** Extracted records follows **
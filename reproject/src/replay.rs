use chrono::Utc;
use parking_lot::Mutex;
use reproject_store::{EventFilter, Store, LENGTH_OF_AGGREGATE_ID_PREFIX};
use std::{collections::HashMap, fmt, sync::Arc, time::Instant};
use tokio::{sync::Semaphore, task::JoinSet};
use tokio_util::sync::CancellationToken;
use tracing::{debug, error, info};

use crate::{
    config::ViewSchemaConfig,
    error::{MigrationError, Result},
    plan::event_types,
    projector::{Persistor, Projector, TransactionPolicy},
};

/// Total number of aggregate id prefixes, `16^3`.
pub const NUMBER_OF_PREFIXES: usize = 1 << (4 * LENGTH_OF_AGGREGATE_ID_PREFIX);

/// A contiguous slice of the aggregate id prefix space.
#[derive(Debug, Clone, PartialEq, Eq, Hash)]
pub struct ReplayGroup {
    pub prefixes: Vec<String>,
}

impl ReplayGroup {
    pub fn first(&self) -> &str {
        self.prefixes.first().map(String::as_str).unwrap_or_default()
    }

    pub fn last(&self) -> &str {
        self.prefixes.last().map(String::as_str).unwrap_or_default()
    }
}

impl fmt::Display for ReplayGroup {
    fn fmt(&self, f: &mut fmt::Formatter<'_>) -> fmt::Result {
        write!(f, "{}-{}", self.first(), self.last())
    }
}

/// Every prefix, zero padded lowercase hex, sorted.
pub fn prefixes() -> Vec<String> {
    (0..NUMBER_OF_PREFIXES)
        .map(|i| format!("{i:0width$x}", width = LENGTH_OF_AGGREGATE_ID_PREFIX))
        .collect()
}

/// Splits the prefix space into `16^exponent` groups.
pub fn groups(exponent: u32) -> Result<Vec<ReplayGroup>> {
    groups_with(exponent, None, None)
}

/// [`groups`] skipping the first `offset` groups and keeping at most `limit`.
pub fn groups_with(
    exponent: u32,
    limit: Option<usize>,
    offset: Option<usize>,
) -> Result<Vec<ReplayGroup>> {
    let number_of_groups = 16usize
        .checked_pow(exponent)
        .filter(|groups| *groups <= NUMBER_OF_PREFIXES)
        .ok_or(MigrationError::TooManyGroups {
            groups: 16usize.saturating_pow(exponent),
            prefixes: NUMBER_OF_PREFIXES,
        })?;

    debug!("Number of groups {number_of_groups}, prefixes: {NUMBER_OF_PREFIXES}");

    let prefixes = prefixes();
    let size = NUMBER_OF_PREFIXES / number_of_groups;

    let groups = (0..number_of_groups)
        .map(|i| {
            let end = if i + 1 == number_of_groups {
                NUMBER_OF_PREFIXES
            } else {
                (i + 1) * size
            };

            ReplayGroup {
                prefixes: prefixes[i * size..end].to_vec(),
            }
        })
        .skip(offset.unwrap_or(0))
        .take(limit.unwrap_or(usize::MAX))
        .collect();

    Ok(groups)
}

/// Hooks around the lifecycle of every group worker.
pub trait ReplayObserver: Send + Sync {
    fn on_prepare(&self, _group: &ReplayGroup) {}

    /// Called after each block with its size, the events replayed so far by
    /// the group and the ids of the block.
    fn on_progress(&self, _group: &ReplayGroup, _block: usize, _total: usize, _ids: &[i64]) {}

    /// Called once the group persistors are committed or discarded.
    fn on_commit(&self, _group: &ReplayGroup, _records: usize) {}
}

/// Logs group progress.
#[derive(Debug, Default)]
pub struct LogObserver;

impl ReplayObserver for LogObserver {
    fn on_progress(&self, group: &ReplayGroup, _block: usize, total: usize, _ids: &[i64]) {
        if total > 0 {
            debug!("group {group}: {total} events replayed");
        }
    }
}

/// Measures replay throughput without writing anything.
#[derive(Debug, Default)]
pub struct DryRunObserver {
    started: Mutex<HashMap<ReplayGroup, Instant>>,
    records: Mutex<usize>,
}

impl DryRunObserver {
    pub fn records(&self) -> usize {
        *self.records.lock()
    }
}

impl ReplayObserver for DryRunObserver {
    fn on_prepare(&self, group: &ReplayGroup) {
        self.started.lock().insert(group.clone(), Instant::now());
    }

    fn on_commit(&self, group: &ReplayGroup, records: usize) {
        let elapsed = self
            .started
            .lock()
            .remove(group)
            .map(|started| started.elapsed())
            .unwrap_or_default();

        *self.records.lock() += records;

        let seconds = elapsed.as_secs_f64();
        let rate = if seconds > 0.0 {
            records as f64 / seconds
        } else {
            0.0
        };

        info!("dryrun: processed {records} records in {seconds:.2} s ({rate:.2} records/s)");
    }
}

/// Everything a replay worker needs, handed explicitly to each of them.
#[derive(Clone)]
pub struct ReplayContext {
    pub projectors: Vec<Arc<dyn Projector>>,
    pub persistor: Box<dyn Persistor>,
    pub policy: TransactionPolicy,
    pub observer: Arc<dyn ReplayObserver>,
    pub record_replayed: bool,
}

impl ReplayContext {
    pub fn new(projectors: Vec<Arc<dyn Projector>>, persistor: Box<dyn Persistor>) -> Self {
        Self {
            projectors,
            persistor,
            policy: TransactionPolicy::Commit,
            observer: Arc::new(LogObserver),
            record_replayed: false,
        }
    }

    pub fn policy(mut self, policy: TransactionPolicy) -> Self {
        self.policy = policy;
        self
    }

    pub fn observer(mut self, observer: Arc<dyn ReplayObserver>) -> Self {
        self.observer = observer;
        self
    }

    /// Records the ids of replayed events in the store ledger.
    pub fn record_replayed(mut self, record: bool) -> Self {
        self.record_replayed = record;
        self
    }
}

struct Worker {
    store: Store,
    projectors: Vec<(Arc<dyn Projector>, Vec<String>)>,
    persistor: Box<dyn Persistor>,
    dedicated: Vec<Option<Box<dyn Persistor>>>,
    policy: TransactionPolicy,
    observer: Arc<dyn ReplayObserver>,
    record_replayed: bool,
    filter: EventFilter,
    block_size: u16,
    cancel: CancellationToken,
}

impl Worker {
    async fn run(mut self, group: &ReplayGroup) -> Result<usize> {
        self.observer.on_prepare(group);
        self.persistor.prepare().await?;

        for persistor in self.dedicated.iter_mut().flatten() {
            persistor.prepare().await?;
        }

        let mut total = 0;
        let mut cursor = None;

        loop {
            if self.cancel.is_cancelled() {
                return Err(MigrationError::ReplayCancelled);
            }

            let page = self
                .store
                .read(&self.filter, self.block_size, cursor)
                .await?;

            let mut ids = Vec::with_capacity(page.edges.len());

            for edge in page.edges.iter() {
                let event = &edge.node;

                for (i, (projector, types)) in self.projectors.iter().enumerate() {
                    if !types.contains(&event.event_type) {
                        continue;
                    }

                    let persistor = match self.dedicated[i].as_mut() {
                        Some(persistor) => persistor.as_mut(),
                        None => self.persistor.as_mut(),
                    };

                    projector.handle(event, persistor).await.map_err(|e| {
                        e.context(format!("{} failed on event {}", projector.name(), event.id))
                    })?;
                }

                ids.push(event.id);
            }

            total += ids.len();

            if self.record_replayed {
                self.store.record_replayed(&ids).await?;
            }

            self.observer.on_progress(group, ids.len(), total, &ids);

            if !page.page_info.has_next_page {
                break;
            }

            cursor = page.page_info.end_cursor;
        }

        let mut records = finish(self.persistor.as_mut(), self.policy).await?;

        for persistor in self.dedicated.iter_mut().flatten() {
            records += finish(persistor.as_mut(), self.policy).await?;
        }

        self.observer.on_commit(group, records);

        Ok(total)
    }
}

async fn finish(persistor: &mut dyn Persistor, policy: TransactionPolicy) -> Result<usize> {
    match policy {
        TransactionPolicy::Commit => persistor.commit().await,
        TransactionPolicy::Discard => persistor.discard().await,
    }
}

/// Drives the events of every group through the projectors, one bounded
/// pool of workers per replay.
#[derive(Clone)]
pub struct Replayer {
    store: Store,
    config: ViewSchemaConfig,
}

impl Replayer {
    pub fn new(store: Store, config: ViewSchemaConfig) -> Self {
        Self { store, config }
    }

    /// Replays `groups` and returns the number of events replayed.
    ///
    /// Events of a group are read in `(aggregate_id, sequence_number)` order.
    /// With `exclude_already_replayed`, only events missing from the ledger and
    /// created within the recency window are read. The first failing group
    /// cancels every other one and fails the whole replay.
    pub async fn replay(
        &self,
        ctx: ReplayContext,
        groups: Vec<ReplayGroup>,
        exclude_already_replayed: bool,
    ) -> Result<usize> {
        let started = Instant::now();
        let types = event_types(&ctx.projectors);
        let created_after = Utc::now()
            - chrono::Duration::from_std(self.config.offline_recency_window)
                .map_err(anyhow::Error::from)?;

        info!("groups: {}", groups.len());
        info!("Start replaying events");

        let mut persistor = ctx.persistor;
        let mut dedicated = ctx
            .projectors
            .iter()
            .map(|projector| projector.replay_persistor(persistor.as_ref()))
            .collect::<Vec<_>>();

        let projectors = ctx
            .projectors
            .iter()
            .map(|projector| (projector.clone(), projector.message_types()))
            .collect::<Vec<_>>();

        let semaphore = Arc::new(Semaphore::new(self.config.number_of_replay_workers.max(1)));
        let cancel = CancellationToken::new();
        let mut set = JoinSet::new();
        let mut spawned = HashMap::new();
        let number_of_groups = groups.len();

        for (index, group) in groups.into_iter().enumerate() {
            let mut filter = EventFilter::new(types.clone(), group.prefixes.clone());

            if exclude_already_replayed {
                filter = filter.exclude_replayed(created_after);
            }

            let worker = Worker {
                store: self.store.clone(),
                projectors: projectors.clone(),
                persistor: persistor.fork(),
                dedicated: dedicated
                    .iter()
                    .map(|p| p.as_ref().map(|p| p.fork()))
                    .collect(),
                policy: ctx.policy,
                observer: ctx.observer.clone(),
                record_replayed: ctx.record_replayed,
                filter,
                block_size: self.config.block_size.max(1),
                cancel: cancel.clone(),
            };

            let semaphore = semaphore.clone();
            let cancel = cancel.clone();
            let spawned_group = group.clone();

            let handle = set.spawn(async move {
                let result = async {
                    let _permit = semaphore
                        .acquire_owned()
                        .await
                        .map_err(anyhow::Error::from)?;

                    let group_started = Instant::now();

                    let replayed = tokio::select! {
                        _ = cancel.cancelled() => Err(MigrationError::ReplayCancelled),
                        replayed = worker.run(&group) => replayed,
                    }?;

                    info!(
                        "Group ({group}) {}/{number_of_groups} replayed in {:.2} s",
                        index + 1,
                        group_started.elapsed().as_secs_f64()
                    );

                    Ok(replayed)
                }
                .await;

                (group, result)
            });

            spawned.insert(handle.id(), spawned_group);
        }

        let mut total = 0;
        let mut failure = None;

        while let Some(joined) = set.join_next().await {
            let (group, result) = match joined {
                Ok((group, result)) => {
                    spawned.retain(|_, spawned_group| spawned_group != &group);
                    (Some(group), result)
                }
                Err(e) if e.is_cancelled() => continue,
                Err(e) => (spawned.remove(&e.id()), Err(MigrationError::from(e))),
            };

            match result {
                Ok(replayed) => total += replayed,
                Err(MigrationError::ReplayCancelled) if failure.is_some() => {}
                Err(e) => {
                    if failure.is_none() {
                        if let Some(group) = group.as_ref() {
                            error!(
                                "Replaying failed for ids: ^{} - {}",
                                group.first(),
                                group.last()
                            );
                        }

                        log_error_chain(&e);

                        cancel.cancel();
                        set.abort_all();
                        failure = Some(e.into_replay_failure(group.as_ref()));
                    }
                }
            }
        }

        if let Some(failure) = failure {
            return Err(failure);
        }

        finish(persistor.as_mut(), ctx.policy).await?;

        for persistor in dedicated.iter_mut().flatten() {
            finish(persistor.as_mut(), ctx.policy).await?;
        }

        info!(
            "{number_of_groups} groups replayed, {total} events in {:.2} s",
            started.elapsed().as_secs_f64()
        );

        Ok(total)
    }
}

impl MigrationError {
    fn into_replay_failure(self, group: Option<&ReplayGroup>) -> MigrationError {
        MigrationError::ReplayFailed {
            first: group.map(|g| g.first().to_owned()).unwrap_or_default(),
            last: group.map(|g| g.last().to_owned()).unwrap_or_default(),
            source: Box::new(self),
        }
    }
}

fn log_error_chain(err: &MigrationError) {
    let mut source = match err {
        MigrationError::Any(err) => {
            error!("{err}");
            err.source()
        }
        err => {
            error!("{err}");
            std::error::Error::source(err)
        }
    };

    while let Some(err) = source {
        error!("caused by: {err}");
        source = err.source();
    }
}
** End of Extracted records **
**Your objective**:
Among the entries above, which lines include "TransactionPolicy"? List them all.

**Answer below**:
    projector::{Persistor, Projector, TransactionPolicy},
    pub policy: TransactionPolicy,
            policy: TransactionPolicy::Commit,
    pub fn policy(mut self, policy: TransactionPolicy) -> Self {
    policy: TransactionPolicy,
async fn finish(persistor: &mut dyn Persistor, policy: TransactionPolicy) -> Result<usize> {
        TransactionPolicy::Commit => persistor.commit().await,
        TransactionPolicy::Discard => persistor.discard().await,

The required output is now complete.